Non solo uno slogan politico, a volte talmente sfruttato da svuotarsi del suo vero contenuto, ma anche e soprattutto un’affermazione programmatica, «uno dei concetti più forti contenuti nell’enciclica “Laudato si’” di Papa Francesco, pubblicata nel 2015 e dedicata alla cura dell’ambiente». Così Daniela Padoan, scrittrice, saggista e autrice televisiva introduce i due concetti cardine di giustizia ambientale e giustizia sociale, al centro di molti dibattiti di attualità ma troppo spesso nominati senza approfondirne il significato.

«La coesistenza di queste due dimensioni è evidente in tante crisi che si intrecciano in questo difficile periodo: climatica, ambientale, economica, bellica, pandemica», spiega Padoan. «Per esempio», continua, «la crisi pandemica ci ha costretto a vedere quanto la distruzione degli habitat produca fenomeni di spillover, salti di specie che finiscono con il colpire gli esseri umani in un mondo sempre più globalizzato e interconnesso, e in particolar modo le persone più fragili, più povere, che hanno meno possibilità di difendersi dal virus a causa di un ridotto accesso all’acqua potabile e ai vaccini».

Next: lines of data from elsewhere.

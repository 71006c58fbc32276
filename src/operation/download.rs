/*
 * Copyright Amazon.com, Inc. or its affiliates. All Rights Reserved.
 * SPDX-License-Identifier: Apache-2.0
 */

use std::cmp;
use std::path::{Path, PathBuf};
use std::sync::atomic::{AtomicU64, Ordering};
use std::sync::Arc;

use bytes::{Bytes, BytesMut};
use tokio::task::JoinSet;
use tracing::Instrument;

use crate::connection::Connection;
use crate::error::{self, Error, ErrorKind};
use crate::io::file_util;
use crate::io::journal::{JournalEntry, ResumeJournal};
use crate::object::{self, ObjectHandle};
use crate::operation::{partition_tasks, resolve_resource, TransferTask};
use crate::protocol::{OpenMode, Whence};
use crate::session::Session;
use crate::types::{ProgressCallback, TaskCount};
use crate::TRANSFER_BLOCK_SIZE;

/// Options for a download.
#[derive(Debug, Clone, Default)]
pub struct DownloadOptions {
    pub(crate) resource: Option<String>,
    pub(crate) task_count: TaskCount,
    pub(crate) progress: Option<ProgressCallback>,
}

impl DownloadOptions {
    /// Storage resource to read from. Defaults to the account's default.
    pub fn resource(mut self, resource: impl Into<String>) -> Self {
        self.resource = Some(resource.into());
        self
    }

    /// Worker task count. Capped by the session's `connection_max_number`;
    /// a resumed download keeps the partitioning recorded in its journal.
    pub fn task_count(mut self, task_count: TaskCount) -> Self {
        self.task_count = task_count;
        self
    }

    /// Progress callback, invoked as `(processed_total, grand_total)`.
    pub fn progress(mut self, progress: impl Into<ProgressCallback>) -> Self {
        self.progress = Some(progress.into());
        self
    }
}

fn notify(progress: &Option<ProgressCallback>, processed: u64, total: u64) {
    if let Some(progress) = progress {
        progress.call(processed, total);
    }
}

/// Serial download of a whole object into memory.
pub(crate) async fn download_to_buffer(
    session: &Arc<Session>,
    remote_path: &str,
    object_length: u64,
    options: &DownloadOptions,
) -> Result<Bytes, Error> {
    let resource = resolve_resource(session, &options.resource);
    tracing::debug!(remote = remote_path, "downloading data object to buffer");

    let conn = session.acquire_connection().await?;
    let result = read_to_buffer(session, &conn, remote_path, &resource, object_length, options).await;
    session.return_connection(&conn).await;
    result
}

async fn read_to_buffer(
    session: &Arc<Session>,
    conn: &Arc<Connection>,
    remote_path: &str,
    resource: &str,
    object_length: u64,
    options: &DownloadOptions,
) -> Result<Bytes, Error> {
    if !conn.is_connected() {
        return Err(error::not_connected("connection is not usable"));
    }

    let handle = object::open(conn, remote_path, resource, OpenMode::Read).await?;
    notify(&options.progress, 0, object_length);

    let mut out = BytesMut::with_capacity(object_length as usize);
    let mut downloaded = 0u64;
    let body = loop {
        match object::read(conn, &handle, TRANSFER_BLOCK_SIZE).await {
            Ok(chunk) if chunk.is_empty() => break Ok(()),
            Ok(chunk) => {
                downloaded += chunk.len() as u64;
                session.metrics().add_bytes_received(chunk.len() as u64);
                out.extend_from_slice(&chunk);
                notify(&options.progress, downloaded, object_length);
            }
            Err(err) => break Err(err),
        }
    };

    if conn.is_connected() {
        if let Err(close_err) = object::close(conn, &handle).await {
            tracing::debug!(error = %close_err, "failed to close remote handle");
        }
    }
    body?;
    Ok(out.freeze())
}

/// Parallel download of an object to a local file.
///
/// When `resumable` is set, per-task progress is journaled next to the
/// target so an interrupted download can pick up where it left off; the
/// journal is deleted only after a fully successful transfer.
pub(crate) async fn download_file(
    session: &Arc<Session>,
    remote_path: &str,
    object_length: u64,
    local_path: &Path,
    options: &DownloadOptions,
    resumable: bool,
) -> Result<(), Error> {
    let resource = resolve_resource(session, &options.resource);

    if object_length == 0 {
        tokio::fs::File::create(local_path).await?;
        notify(&options.progress, 0, 0);
        return Ok(());
    }

    let mut task_count = options
        .task_count
        .resolve(object_length)
        .min(session.config().connection_max_number())
        .max(1);

    let journal = if resumable {
        let journal = ResumeJournal::open_or_create(
            local_path,
            remote_path,
            object_length,
            task_count,
            TRANSFER_BLOCK_SIZE,
        )?;
        // a previous run's partitioning wins, otherwise resumed offsets
        // would not line up with previously written bytes
        task_count = journal.task_count();
        Some(Arc::new(journal))
    } else {
        None
    };

    tracing::debug!(
        remote = remote_path,
        size = object_length,
        tasks = task_count,
        resumable,
        "downloading data object in parallel"
    );

    // pre-create the local file: truncated for a fresh download, preserved
    // when resuming over partial data
    if resumable {
        tokio::fs::OpenOptions::new()
            .write(true)
            .create(true)
            .open(local_path)
            .await?;
    } else {
        tokio::fs::File::create(local_path).await?;
    }

    let tasks = partition_tasks(object_length, task_count);
    let total = Arc::new(AtomicU64::new(0));
    notify(&options.progress, 0, object_length);

    // seed progress recorded by a previous run
    let mut resumed = vec![0u64; tasks.len()];
    if let Some(journal) = &journal {
        for task in &tasks {
            if let Some(done) = journal.completed(task.offset) {
                let done = done.min(task.length);
                if done > 0 {
                    resumed[task.id] = done;
                    let processed = total.fetch_add(done, Ordering::SeqCst) + done;
                    notify(&options.progress, processed, object_length);
                }
            }
        }
    }

    let connections = session.acquire_connections_multi(tasks.len()).await?;

    let ctx = DownloadContext {
        session: session.clone(),
        remote_path: remote_path.to_owned(),
        resource,
        local_path: Arc::new(local_path.to_owned()),
        object_length,
        total: total.clone(),
        progress: options.progress.clone(),
        journal: journal.clone(),
    };

    let (err_tx, err_rx) = async_channel::bounded(tasks.len());
    let mut workers = JoinSet::new();
    for task in tasks {
        let conn = connections[task.id % connections.len()].clone();
        let ctx = ctx.clone();
        let err_tx = err_tx.clone();
        let seeded = resumed[task.id];
        workers.spawn(
            async move {
                download_task(ctx, task, seeded, conn, err_tx).await;
            }
            .instrument(tracing::debug_span!("download-task", task = task.id)),
        );
    }

    while let Some(joined) = workers.join_next().await {
        if let Err(join_err) = joined {
            let _ = err_tx.try_send(Error::from(join_err));
        }
    }
    drop(err_tx);
    drop(ctx);

    if let Ok(err) = err_rx.try_recv() {
        if let Some(journal) = journal {
            if let Ok(journal) = Arc::try_unwrap(journal) {
                // keep the file so a future invocation can resume
                journal.close();
            }
        }
        return Err(err);
    }

    if let Some(journal) = journal {
        let transferred = total.load(Ordering::SeqCst);
        if transferred < object_length {
            // advisory: the object was shorter than the declared length
            if let Ok(journal) = Arc::try_unwrap(journal) {
                journal.close();
            }
            return Err(Error::new(
                ErrorKind::TransferIncomplete,
                format!("transferred {transferred} of {object_length} bytes"),
            ));
        }
        if let Ok(journal) = Arc::try_unwrap(journal) {
            journal.finish()?;
        }
    }
    Ok(())
}

#[derive(Debug, Clone)]
struct DownloadContext {
    session: Arc<Session>,
    remote_path: String,
    resource: String,
    local_path: Arc<PathBuf>,
    object_length: u64,
    total: Arc<AtomicU64>,
    progress: Option<ProgressCallback>,
    journal: Option<Arc<ResumeJournal>>,
}

#[derive(Debug)]
struct TaskState {
    last_offset: u64,
    remain: u64,
}

/// One download worker. Socket failures retry indefinitely with a fresh
/// session connection from the last good offset; any other error is fatal
/// for the whole transfer and is enqueued for the orchestrator.
async fn download_task(
    ctx: DownloadContext,
    task: TransferTask,
    seeded: u64,
    mut conn: Arc<Connection>,
    err_tx: async_channel::Sender<Error>,
) {
    let mut state = TaskState {
        last_offset: task.offset + seeded,
        remain: task.length - seeded,
    };

    loop {
        match run_trial(&ctx, task, &mut state, &conn, &err_tx).await {
            Ok(()) => {
                ctx.session.return_connection(&conn).await;
                return;
            }
            Err(err) => {
                if conn.is_socket_failed() {
                    tracing::debug!(
                        task = task.id,
                        offset = state.last_offset,
                        "socket failed, retrying with a fresh connection"
                    );
                    ctx.session.return_connection(&conn).await;
                    match ctx.session.acquire_connection().await {
                        Ok(fresh) => {
                            conn = fresh;
                            continue;
                        }
                        Err(acquire_err) => {
                            let _ = err_tx.try_send(error::task_failed(task.id, acquire_err));
                            return;
                        }
                    }
                }
                let _ = err_tx.try_send(error::task_failed(task.id, err));
                ctx.session.return_connection(&conn).await;
                return;
            }
        }
    }
}

async fn run_trial(
    ctx: &DownloadContext,
    task: TransferTask,
    state: &mut TaskState,
    conn: &Arc<Connection>,
    err_tx: &async_channel::Sender<Error>,
) -> Result<(), Error> {
    if !conn.is_connected() {
        return Err(error::not_connected("connection is not usable"));
    }

    let handle = object::open(conn, &ctx.remote_path, &ctx.resource, OpenMode::Read).await?;
    let body = stream_chunks(ctx, task, state, conn, &handle, err_tx).await;

    if conn.is_connected() {
        if let Err(close_err) = object::close(conn, &handle).await {
            tracing::debug!(task = task.id, error = %close_err, "failed to close remote handle");
        }
    }
    body
}

async fn stream_chunks(
    ctx: &DownloadContext,
    task: TransferTask,
    state: &mut TaskState,
    conn: &Arc<Connection>,
    handle: &ObjectHandle,
    err_tx: &async_channel::Sender<Error>,
) -> Result<(), Error> {
    if state.last_offset > 0 {
        tracing::debug!(
            task = task.id,
            offset = state.last_offset,
            "seeking to the last good offset"
        );
        let reached = object::seek(conn, handle, state.last_offset as i64, Whence::Start).await?;
        if reached != state.last_offset as i64 {
            return Err(error::seek_mismatch(
                &ctx.remote_path,
                state.last_offset as i64,
                reached,
            ));
        }
    }

    while state.remain > 0 {
        let want = cmp::min(TRANSFER_BLOCK_SIZE as u64, state.remain) as usize;
        let chunk = object::read(conn, handle, want).await?;
        if chunk.is_empty() {
            // the object is shorter than the computed partition
            tracing::debug!(task = task.id, remaining = state.remain, "received EOF");
            return Ok(());
        }

        let len = chunk.len() as u64;
        let write_offset = task.offset + (task.length - state.remain);
        write_local_chunk(ctx.local_path.clone(), chunk, write_offset).await?;

        let processed = ctx.total.fetch_add(len, Ordering::SeqCst) + len;
        ctx.session.metrics().add_bytes_received(len);

        if let Some(journal) = &ctx.journal {
            journal.append(JournalEntry {
                start_offset: task.offset,
                length: task.length,
                completed_length: (task.length - state.remain) + len,
            })?;
        }

        notify(&ctx.progress, processed, ctx.object_length);
        state.remain -= len;
        state.last_offset += len;

        if !err_tx.is_empty() {
            // a sibling task already failed
            return Err(error::operation_cancelled());
        }
    }

    tracing::debug!(task = task.id, downloaded = task.length, "task done");
    Ok(())
}

async fn write_local_chunk(path: Arc<PathBuf>, data: Bytes, offset: u64) -> Result<(), Error> {
    tokio::task::spawn_blocking(move || {
        file_util::write_file_chunk_sync(&data, path.as_ref(), offset).map_err(Error::from)
    })
    .await??;
    Ok(())
}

La conclusione è una sola: «Non si può pensare a un mondo risanato dal punto di vista del disastro ambientale che abbiamo prodotto, senza includere il risanamento delle ingiustizie socio-economiche». Questa riflessione non è solo un punto di arrivo ma anche e soprattutto un punto di partenza per l’intervento di Padoan per l’edizione in corso di «Molte fedi sotto lo stesso cielo», dal titolo «Ambiente: una sfida geopolitica?», che avrà luogo il prossimo venerdì 14 ottobre alle 20.45 presso l’ex Monastero di Astino. Un evento del filone «Esodi e geopolitica: indagare i crocevia della civiltà per un pianeta più ospitale».

Daniela Padoan da anni si occupa di razzismo e dei totalitarismi del Novecento, con particolare attenzione alla testimonianza delle dittature e alle pratiche di resistenza femminile ai regimi. È presidente dell’associazione «Laudato si’ – Un‘alleanza per il clima, la Terra e la giustizia sociale». Dal luglio 2014 è stata portavoce in Italia dell’eurodeputata Barbara Spinelli, con la quale ha lavorato sui temi dei diritti, delle libertà civili e della migrazione.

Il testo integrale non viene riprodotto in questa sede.